• [WORK REQUIRED]:
In the entries that follow, find the line containing "let Some(caps) = SS_LISTEN_RE.captures(line)"; from there, copy every line exactly through the line containing "use std::fs::File;".

....

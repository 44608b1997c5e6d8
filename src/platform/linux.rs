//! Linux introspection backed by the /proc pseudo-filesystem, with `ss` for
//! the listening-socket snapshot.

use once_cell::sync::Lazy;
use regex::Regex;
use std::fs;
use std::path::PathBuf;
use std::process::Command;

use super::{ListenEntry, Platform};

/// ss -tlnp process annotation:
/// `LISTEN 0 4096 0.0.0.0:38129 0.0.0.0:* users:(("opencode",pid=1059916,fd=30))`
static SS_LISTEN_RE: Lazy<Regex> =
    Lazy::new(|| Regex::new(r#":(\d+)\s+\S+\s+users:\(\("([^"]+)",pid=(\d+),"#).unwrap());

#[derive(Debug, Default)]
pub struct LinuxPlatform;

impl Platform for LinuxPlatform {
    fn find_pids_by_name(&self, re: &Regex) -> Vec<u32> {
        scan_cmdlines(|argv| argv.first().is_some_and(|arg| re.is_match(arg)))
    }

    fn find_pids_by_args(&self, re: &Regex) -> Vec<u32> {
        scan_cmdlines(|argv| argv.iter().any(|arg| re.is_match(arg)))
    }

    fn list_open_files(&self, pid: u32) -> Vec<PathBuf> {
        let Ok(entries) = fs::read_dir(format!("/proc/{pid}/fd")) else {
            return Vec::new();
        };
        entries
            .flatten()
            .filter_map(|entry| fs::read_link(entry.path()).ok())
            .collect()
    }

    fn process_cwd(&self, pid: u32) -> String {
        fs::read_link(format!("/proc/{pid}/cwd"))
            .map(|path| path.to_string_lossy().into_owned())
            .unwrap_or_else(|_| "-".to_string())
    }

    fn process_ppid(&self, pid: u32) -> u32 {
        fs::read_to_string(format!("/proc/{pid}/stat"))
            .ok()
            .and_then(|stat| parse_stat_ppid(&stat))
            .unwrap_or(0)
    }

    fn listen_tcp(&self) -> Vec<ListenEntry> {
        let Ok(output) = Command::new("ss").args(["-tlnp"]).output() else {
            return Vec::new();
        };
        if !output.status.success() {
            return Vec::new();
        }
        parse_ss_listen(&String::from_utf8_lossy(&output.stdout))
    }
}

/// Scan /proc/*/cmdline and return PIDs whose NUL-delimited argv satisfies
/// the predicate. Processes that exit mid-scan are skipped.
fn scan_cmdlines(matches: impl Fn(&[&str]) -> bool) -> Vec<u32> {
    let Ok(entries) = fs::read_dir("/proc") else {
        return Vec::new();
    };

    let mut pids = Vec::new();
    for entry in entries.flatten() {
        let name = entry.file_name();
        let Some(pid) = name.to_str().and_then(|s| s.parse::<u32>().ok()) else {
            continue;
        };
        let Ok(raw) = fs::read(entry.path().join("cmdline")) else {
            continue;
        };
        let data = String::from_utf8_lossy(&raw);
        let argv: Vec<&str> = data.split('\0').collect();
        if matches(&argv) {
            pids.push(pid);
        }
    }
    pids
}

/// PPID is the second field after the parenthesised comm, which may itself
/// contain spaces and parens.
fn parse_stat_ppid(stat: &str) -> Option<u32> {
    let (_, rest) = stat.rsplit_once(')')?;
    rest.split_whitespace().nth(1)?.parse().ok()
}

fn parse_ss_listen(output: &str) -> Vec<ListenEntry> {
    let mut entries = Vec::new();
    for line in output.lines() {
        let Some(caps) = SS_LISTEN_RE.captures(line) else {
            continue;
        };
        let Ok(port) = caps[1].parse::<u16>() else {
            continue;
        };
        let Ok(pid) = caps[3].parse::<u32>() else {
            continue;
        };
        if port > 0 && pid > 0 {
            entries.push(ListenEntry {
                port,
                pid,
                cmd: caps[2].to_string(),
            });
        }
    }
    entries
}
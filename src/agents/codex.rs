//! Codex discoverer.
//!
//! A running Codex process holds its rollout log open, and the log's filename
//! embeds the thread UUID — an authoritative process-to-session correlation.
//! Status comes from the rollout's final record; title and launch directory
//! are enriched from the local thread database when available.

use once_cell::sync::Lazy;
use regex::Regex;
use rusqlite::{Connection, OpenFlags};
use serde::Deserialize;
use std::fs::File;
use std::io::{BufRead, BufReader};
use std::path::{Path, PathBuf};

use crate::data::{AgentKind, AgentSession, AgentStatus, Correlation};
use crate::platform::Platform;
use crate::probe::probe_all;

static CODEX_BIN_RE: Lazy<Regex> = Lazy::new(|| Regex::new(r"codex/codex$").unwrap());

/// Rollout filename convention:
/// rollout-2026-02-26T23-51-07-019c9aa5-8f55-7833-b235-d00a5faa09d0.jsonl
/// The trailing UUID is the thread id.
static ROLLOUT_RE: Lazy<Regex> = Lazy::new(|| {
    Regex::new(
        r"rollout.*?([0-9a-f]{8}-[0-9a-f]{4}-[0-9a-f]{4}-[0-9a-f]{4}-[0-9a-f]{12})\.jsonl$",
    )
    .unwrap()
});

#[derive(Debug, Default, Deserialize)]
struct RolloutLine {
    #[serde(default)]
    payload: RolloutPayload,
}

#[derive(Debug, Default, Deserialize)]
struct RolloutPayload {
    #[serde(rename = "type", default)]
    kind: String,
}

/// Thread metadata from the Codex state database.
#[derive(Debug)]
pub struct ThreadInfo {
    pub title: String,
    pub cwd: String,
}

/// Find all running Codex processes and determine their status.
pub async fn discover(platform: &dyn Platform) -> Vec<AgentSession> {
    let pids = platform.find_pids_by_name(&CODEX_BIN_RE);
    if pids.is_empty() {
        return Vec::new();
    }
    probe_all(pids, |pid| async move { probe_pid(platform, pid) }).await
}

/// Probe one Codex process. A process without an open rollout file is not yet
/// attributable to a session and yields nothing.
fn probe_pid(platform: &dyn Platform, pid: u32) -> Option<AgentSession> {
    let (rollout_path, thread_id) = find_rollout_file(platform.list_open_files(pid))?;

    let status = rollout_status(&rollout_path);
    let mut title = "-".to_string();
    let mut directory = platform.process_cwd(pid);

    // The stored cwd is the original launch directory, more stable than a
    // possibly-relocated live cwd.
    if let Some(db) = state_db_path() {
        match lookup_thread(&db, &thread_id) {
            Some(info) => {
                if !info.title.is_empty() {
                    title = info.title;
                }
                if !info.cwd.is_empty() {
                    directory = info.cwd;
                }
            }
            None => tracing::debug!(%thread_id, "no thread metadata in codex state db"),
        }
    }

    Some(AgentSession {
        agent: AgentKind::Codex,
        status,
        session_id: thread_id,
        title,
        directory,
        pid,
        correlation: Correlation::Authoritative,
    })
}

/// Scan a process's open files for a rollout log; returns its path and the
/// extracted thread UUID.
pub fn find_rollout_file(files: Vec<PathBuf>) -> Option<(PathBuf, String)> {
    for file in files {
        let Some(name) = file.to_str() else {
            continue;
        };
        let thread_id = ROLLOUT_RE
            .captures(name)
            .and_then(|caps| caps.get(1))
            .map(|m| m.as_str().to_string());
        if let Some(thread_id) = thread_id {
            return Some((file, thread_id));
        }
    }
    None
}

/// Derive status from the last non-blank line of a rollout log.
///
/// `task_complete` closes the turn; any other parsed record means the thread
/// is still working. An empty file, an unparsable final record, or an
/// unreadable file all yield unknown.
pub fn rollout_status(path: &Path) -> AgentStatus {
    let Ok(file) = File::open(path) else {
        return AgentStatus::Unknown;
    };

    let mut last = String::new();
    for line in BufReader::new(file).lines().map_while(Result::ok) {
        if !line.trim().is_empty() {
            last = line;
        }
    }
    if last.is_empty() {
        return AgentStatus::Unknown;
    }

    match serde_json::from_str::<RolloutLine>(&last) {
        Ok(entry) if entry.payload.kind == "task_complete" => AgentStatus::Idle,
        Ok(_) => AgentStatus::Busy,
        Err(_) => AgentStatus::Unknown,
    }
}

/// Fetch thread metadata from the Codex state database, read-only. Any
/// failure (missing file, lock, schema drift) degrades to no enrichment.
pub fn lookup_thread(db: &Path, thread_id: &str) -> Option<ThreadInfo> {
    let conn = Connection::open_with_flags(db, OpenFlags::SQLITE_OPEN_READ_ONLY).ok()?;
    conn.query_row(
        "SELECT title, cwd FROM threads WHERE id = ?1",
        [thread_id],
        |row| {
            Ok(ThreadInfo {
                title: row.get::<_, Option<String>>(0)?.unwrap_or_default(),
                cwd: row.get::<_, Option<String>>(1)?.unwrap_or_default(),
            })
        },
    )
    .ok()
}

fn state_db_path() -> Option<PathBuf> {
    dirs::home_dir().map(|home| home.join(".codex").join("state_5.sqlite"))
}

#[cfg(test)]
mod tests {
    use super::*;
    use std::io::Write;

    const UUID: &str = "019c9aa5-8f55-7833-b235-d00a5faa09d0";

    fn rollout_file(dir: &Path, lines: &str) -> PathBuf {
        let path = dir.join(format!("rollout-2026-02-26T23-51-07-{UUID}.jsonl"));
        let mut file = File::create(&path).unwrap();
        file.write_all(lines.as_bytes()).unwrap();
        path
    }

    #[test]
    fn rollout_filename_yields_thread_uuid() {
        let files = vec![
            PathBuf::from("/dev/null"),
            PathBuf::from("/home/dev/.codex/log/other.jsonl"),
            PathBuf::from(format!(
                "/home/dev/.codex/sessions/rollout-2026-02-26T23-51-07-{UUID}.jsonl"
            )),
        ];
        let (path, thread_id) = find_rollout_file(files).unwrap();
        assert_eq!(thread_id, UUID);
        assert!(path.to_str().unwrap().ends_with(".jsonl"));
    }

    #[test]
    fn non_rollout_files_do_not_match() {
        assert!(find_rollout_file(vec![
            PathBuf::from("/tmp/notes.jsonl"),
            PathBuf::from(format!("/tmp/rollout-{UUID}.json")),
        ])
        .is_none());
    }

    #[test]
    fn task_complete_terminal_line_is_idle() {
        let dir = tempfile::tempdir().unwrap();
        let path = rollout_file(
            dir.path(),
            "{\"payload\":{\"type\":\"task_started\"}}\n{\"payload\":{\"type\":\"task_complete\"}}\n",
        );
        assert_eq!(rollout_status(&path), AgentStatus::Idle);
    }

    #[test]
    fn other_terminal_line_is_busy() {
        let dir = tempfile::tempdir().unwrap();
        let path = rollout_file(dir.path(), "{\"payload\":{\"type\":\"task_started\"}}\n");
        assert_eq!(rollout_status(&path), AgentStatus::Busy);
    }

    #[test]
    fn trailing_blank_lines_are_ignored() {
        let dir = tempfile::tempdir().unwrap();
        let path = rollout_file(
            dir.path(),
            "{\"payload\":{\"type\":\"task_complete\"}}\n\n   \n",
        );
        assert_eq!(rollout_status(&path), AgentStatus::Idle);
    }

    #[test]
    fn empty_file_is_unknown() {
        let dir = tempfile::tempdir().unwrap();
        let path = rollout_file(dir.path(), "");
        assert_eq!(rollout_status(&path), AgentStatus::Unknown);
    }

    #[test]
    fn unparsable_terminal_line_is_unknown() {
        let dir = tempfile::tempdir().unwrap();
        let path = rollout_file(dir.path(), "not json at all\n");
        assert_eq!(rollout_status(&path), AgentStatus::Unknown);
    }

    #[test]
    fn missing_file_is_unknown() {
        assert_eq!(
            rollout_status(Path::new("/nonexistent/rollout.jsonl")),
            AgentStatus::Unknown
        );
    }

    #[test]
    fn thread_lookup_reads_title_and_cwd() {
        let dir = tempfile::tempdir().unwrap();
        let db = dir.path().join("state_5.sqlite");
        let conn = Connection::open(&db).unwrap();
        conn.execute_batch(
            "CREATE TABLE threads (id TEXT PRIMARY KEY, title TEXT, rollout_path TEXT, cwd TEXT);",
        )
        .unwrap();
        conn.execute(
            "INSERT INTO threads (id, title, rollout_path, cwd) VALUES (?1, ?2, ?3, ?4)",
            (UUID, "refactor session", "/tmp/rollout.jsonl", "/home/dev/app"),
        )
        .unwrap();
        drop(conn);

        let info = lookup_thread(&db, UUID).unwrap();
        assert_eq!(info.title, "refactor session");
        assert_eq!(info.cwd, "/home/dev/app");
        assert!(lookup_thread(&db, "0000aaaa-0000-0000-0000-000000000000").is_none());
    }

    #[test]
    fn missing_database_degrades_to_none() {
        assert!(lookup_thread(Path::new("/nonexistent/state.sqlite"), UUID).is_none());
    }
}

....

• [EXERCISE OUTPUT]:
        let Some(caps) = SS_LISTEN_RE.captures(line) else {
            continue;
        };
        let Ok(port) = caps[1].parse::<u16>() else {
            continue;
        };
        let Ok(pid) = caps[3].parse::<u32>() else {
            continue;
        };
        if port > 0 && pid > 0 {
            entries.push(ListenEntry {
                port,
                pid,
                cmd: caps[2].to_string(),
            });
        }
    }
    entries
}
filename src/agents/codex.rs
//! Codex discoverer.
//!
//! A running Codex process holds its rollout log open, and the log's filename
//! embeds the thread UUID — an authoritative process-to-session correlation.
//! Status comes from the rollout's final record; title and launch directory
//! are enriched from the local thread database when available.

use once_cell::sync::Lazy;
use regex::Regex;
use rusqlite::{Connection, OpenFlags};
use serde::Deserialize;
use std::fs::File;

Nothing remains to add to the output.